Carlo Ancelotti, l’allenatore da record e vincitore seriale, è indissolubilmente legato al Milan, sia come giocatore che come tecnico. Eppure, pochi sanno che la sua carriera avrebbe potuto tingersi di nerazzurro fin dagli albori. La storia di un provino dimenticato rivela un retroscena curioso sul rapporto mancato tra l’attuale tecnico del Brasile (ex Real Madrid) e l’Inter.
A diciannove anni, un giovanissimo giocatore si presentò alla Pinetina per un provino. L’occasione fu una amichevole contro l’Hertha Berlino, dove il centrocampista esordiente si ritrovò a giocare al fianco di leggende come Anastasi e Altobelli. Un battesimo di fuoco che lo stesso Ancelotti ha ricordato con una punta di timore: “Me la son fatta sotto,” ha ammesso ripensando all’emozione e alla pressione di quel momento.
Sulla panchina nerazzurra sedeva Eugenio Bersellini, noto per la sua severità e per l’attenzione maniacale alla forma fisica dei suoi atleti. E proprio le abitudini alimentari e la corporatura di “Carletto” divennero un cruccio per il tecnico, soprannominato “Il Sergente di Ferro.”
Il tecnico verdeoro ha raccontato con ironia i metodi di Bersellini: “Trascorsa una settimana non c’era giorno in cui lo stesso Bersellini non mi pesasse e continuasse a ripetermi: ‘Se resti qui dovrò inventare una dieta specifica solo per te’.”
Il mancato acquisto di Ancelotti
Nonostante il potenziale, la trattativa per l’acquisto del giovane centrocampista, che all’epoca militava nel Parma, non si concretizzò. I dirigenti interisti ritennero che il costo del cartellino fosse eccessivo per un giocatore con le incognite evidenziate dall’allora allenatore meneghino. La società decise, quindi, di virare su un altro talento: Evaristo Beccalossi, altrettanto valido e promettente.
Una scelta che, col senno di poi, è destinata a far riflettere i tifosi nerazzurri.
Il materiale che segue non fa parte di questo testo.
// Copyright (c) 2025 Felix Kahle.
//
// Permission is hereby granted, free of charge, to any person obtaining
// a copy of this software and associated documentation files (the
// "Software"), to deal in the Software without restriction, including
// without limitation the rights to use, copy, modify, merge, publish,
// distribute, sublicense, and/or sell copies of the Software, and to
// permit persons to whom the Software is furnished to do so, subject to
// the following conditions:
//
// The above copyright notice and this permission notice shall be
// included in all copies or substantial portions of the Software.
//
// THE SOFTWARE IS PROVIDED "AS IS", WITHOUT WARRANTY OF ANY KIND,
// EXPRESS OR IMPLIED, INCLUDING BUT NOT LIMITED TO THE WARRANTIES OF
// MERCHANTABILITY, FITNESS FOR A PARTICULAR PURPOSE AND
// NONINFRINGEMENT. IN NO EVENT SHALL THE AUTHORS OR COPYRIGHT HOLDERS BE
// LIABLE FOR ANY CLAIM, DAMAGES OR OTHER LIABILITY, WHETHER IN AN ACTION
// OF CONTRACT, TORT OR OTHERWISE, ARISING FROM, OUT OF OR IN CONNECTION
// WITH THE SOFTWARE OR THE USE OR OTHER DEALINGS IN THE SOFTWARE.

use crate::err::InvalidParamsError;
use cohort_alloc_core::SolverVariable;
use std::fmt::Display;

#[derive(Debug, Clone, PartialEq, Eq)]
pub struct RangeError {
    what: &'static str,
    min: u64,
    max: u64,
}

impl RangeError {
    pub fn new(what: &'static str, min: u64, max: u64) -> Self {
        Self { what, min, max }
    }
    pub fn what(&self) -> &'static str {
        self.what
    }
    pub fn min(&self) -> u64 {
        self.min
    }
    pub fn max(&self) -> u64 {
        self.max
    }
}

impl Display for RangeError {
    fn fmt(&self, f: &mut std::fmt::Formatter<'_>) -> std::fmt::Result {
        write!(
            f,
            "RangeError: {} has min {} above max {}",
            self.what, self.min, self.max
        )
    }
}

impl std::error::Error for RangeError {}

#[derive(Debug, Clone, PartialEq, Eq)]
pub enum InstanceGenConfigBuildError<T: SolverVariable> {
    MissingParticipants,
    MissingFacilitators,
    MissingDays,
    NoDays,
    NonPositiveDayLength,
    NonPositiveGrid,
    IntervalTooShort,
    Range(RangeError),
    Params(InvalidParamsError<T>),
}

impl<T: SolverVariable> Display for InstanceGenConfigBuildError<T> {
    fn fmt(&self, f: &mut std::fmt::Formatter<'_>) -> std::fmt::Result {
        use InstanceGenConfigBuildError::*;
        match self {
            MissingParticipants => write!(f, "Missing participants"),
            MissingFacilitators => write!(f, "Missing facilitators"),
            MissingDays => write!(f, "Missing days"),
            NoDays => write!(f, "At least one event day is required"),
            NonPositiveDayLength => write!(f, "day_length must be positive"),
            NonPositiveGrid => write!(f, "grid must be positive"),
            IntervalTooShort => write!(f, "min_interval_length must be at least one grid step"),
            Range(e) => write!(f, "{}", e),
            Params(e) => write!(f, "{}", e),
        }
    }
}

impl<T: SolverVariable> From<RangeError> for InstanceGenConfigBuildError<T> {
    fn from(err: RangeError) -> Self {
        Self::Range(err)
    }
}

impl<T: SolverVariable> From<InvalidParamsError<T>> for InstanceGenConfigBuildError<T> {
    fn from(err: InvalidParamsError<T>) -> Self {
        Self::Params(err)
    }
}

impl<T: SolverVariable> std::error::Error for InstanceGenConfigBuildError<T> {}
Mentre Beccalossi divenne un idolo della Nord per la sua classe e le sue giocate, Ancelotti intraprese una carriera sfolgorante, culminata con le vittorie da protagonista assoluto prima con la Roma, poi soprattutto con il Milan di Sacchi e, in seguito, da allenatore di successo globale.
Quel provino, terminato con una bocciatura per motivi economici e qualche chilo di troppo, rappresenta una delle più grandi sliding doors (una decisione che può cambiare la vita delle persone o cose) nella storia del mercato interista e del calcio italiano. La Beneamata perse un futuro Pallone d’oro mancato che, invece, scrisse la storia del club rivale milanese.